I don’t really produce anything nor do I ‘curate’. I hear what is overwhelming to my senses and then narrate what is does for me and perhaps what it could do for others. I ultimately see myself as an auricular raconteur with an uncompromising belief in a discrete yet persistent euphonic panspermia.
What’s coming up next for you? Can you share any news of some of your upcoming projects?
Chris: I have three collections that are coming out very shortly. I put together a collection of pre-war guitar instrumentals for Tompkins Square called Imaginational Anthem Vol. 6, The Roots Of American Primitive Guitar. I also re-mastered another collection for Tompkins Square of Charlie Poole’s Brunswick & Paramount Recordings, Charlie Poole & The Highlanders. Both of these are being released for Record Store Day of this year.
The third project, Five Days Married & Other Laments: Song & Dance From Northern Greece, 1928-1958, is a collection of otherworldly, deeply meditative and profoundly unhinged music from Southern Albania and Northern Greece. It continues in the same vein as my other collections that simultaneously explore certain music and a certain philosophical question. This is on Angry Mom Records, via my imprint How The Other Half Hears, and will be available April 30th of this year.

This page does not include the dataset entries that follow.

//! The logging adapter
//!
//! [`SpoolLogger`] implements the generic logging contract on top of an
//! injected capture capability: map the level, pull out the reserved `user`
//! entry, interpolate `{key}` placeholders, split off a captured exception,
//! and hand the normalized event data to the backend.

use crate::client::{EventCapture, EventData, FileCaptureClient};
use crate::config::SpoolConfig;
use crate::context::{CapturedError, ContextValue, LogContext};
use crate::dsn::Dsn;
use crate::errors::SpoolResult;
use crate::severity::Severity;
use crate::transport::FileTransport;
use serde_json::{Map, Value};
use std::path::Path;
use std::sync::Arc;

/// Reserved context key holding user identity for the outgoing event.
pub const USER_KEY: &str = "user";

/// Reserved context key holding a captured error value.
pub const EXCEPTION_KEY: &str = "exception";

/// Logging adapter bridging `log(level, message, context)` calls to the
/// backend's capture capability.
pub struct SpoolLogger {
    client: Arc<dyn EventCapture>,
}

impl SpoolLogger {
    /// Build a logger spooling to `directory`, authenticated by the DSN's
    /// credential pair.
    pub fn new(directory: impl AsRef<Path>, dsn: &str) -> SpoolResult<Self> {
        let dsn = Dsn::parse(dsn)?;
        let transport = FileTransport::new(directory.as_ref());
        Ok(Self::with_capture(Arc::new(FileCaptureClient::new(
            dsn,
            Box::new(transport),
        ))))
    }

    /// Build a logger from loaded configuration.
    pub fn from_config(config: &SpoolConfig) -> SpoolResult<Self> {
        Self::new(&config.directory, &config.dsn)
    }

    /// Build a logger over an arbitrary capture capability.
    pub fn with_capture(client: Arc<dyn EventCapture>) -> Self {
        SpoolLogger { client }
    }

    /// Log with an arbitrary level.
    ///
    /// Fire-and-forget on success; capture and transport failures propagate
    /// unchanged. A missing message is valid when the context carries an
    /// exception — the event headline then falls back to the error's own
    /// message.
    pub fn log(
        &self,
        level: &str,
        message: Option<&str>,
        mut context: LogContext,
    ) -> SpoolResult<()> {
        let severity = Severity::from_report_level(level);

        // The user entry is reserved: never interpolated, never extra data.
        let user = context.remove(USER_KEY).map(|value| value.to_value());

        let message = interpolate(message.unwrap_or(""), &mut context);

        let exception = take_exception(&mut context);

        let mut data = EventData::new(severity);
        if let Some(user) = user {
            data = data.with_user(user);
        }
        if !context.is_empty() {
            let extra: Map<String, Value> = context
                .iter()
                .map(|(key, value)| (key.clone(), value.to_value()))
                .collect();
            data = data.with_extra(extra);
        }

        if let Some(error) = exception {
            let hint = (!message.is_empty()).then_some(message.as_str());
            self.client.capture_exception(&error, data, None, None, hint)?;
            return Ok(());
        }

        self.client.capture_message(&message, &Map::new(), data)?;
        Ok(())
    }
}

/// Remove the `exception` entry if it actually holds a captured error.
/// Anything else under that key is ordinary context data.
fn take_exception(context: &mut LogContext) -> Option<CapturedError> {
    if matches!(context.get(EXCEPTION_KEY), Some(ContextValue::Error(_))) {
        match context.remove(EXCEPTION_KEY) {
            Some(ContextValue::Error(error)) => Some(error),
            _ => None,
        }
    } else {
        None
    }
}

/// Substitute `{key}` tokens with string-convertible context values,
/// consuming the entries that matched.
///
/// A single pass over the context's current entries decides the replacement
/// set; values rendering empty do not qualify and stay in the context. The
/// replacements are then applied in one left-to-right sweep over the message,
/// so substituted text is never re-scanned.
fn interpolate(message: &str, context: &mut LogContext) -> String {
    let mut replacements: Vec<(String, String)> = Vec::new();
    let mut consumed: Vec<String> = Vec::new();

    for (key, value) in context.iter() {
        let token = format!("{{{key}}}");
        if !message.contains(&token) {
            continue;
        }
        let Some(text) = value.as_text() else {
            continue;
        };
        if text.is_empty() {
            continue;
        }
        replacements.push((token, text));
        consumed.push(key.clone());
    }
    for key in consumed {
        context.remove(&key);
    }

    if replacements.is_empty() {
        return message.to_string();
    }

    // Longest token wins when one is a prefix of another.
    replacements.sort_by(|a, b| b.0.len().cmp(&a.0.len()).then(a.0.cmp(&b.0)));

    let mut result = String::with_capacity(message.len());
    let mut rest = message;
    'sweep: while !rest.is_empty() {
        for (token, text) in &replacements {
            if rest.starts_with(token.as_str()) {
                result.push_str(text);
                rest = &rest[token.len()..];
                continue 'sweep;
            }
        }
        let mut chars = rest.chars();
        if let Some(c) = chars.next() {
            result.push(c);
        }
        rest = chars.as_str();
    }
    result
}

Also, I’m working on three projects for my imprint Long Gone Sound Series, for Tompkins Square. Two of these concern early pre-war Cajun music. One is a two-disc collection of songs by Joe & Cleoma Falcon and the Breaux Family, all recorded before 1941.
The other is called Let Me Play This For You, a collection of most of the surviving sides by Angelas LeJeune, Babineaux & Guidry, and Blind Uncle Gaspard. My friend Ron Brown wrote the notes and then we together supplied most of these vexingly rare, beautiful and, at times, profoundly sad records.
The third project is When I Reach That Heavenly Shore, a three-disc collection of pre-war black sanctified music that implies an eventual musical eschatology. All three of these projects for Tompkins Square will be released later.
A four CD box set called Beyond Rembetika: The Music & Dance of The Region Of Epirus, 1919-1958, will be released on May 6th of this year and features 96 tracks from 78 disc of material from Southern Albania/Northern Greece. This is on JSP Records. Commenting on this collection, my friend Crowmeat Bob said ‘It’ll blow the lid off this whole thing. ‘
I am re-mastering and overseeing the sonic care and aural presentation for two colossal box sets for Revenant Records/Third Man Records. They are the Rise Of Paramount Records and the Fall Of Paramount Records, and each set will contain upwards of 800 tracks of blues, jazz, hillbilly, sacred, ethnic, and dance music as recorded by and issued on the legendary Paramount label. The first volume will be issued later this year.
Finally, I’m sewing up the notes and polishing the sound on a collection of hypnotic and staggeringly powerful fiddle masterpieces by the Greek pre-war master, Alexis Zoumbas. This will be out in the fall on Angry Mom Records, on my How The Other Half Hears imprint.
What have you been listening to/ collecting lately that you have been most excited about?
Chris: Well, besides the obvious stingers that I can’t shake out of my head, I’ve been listening to a lot of 78s recorded ‘in the field,’ i.e., on portable disc and tape machines, of Southern Albanian and Northern Greek musicians from the 1940s to the 1970s. Even though this music is startling in its immediacy and purity, what really intrigues me is how unchanged the music is from the 1910s until right now!
So, we’re going to Northern Greece this summer to record some traditional clarinet, violin & laouto groups in Vitsa, and then next spring I’m going to Southern Albania to record a range of various Albanian groups. I am hoping that these field recordings can be blended with recordings from my 78 collection for a set in the future. Also been listening to a lot of ODB recently.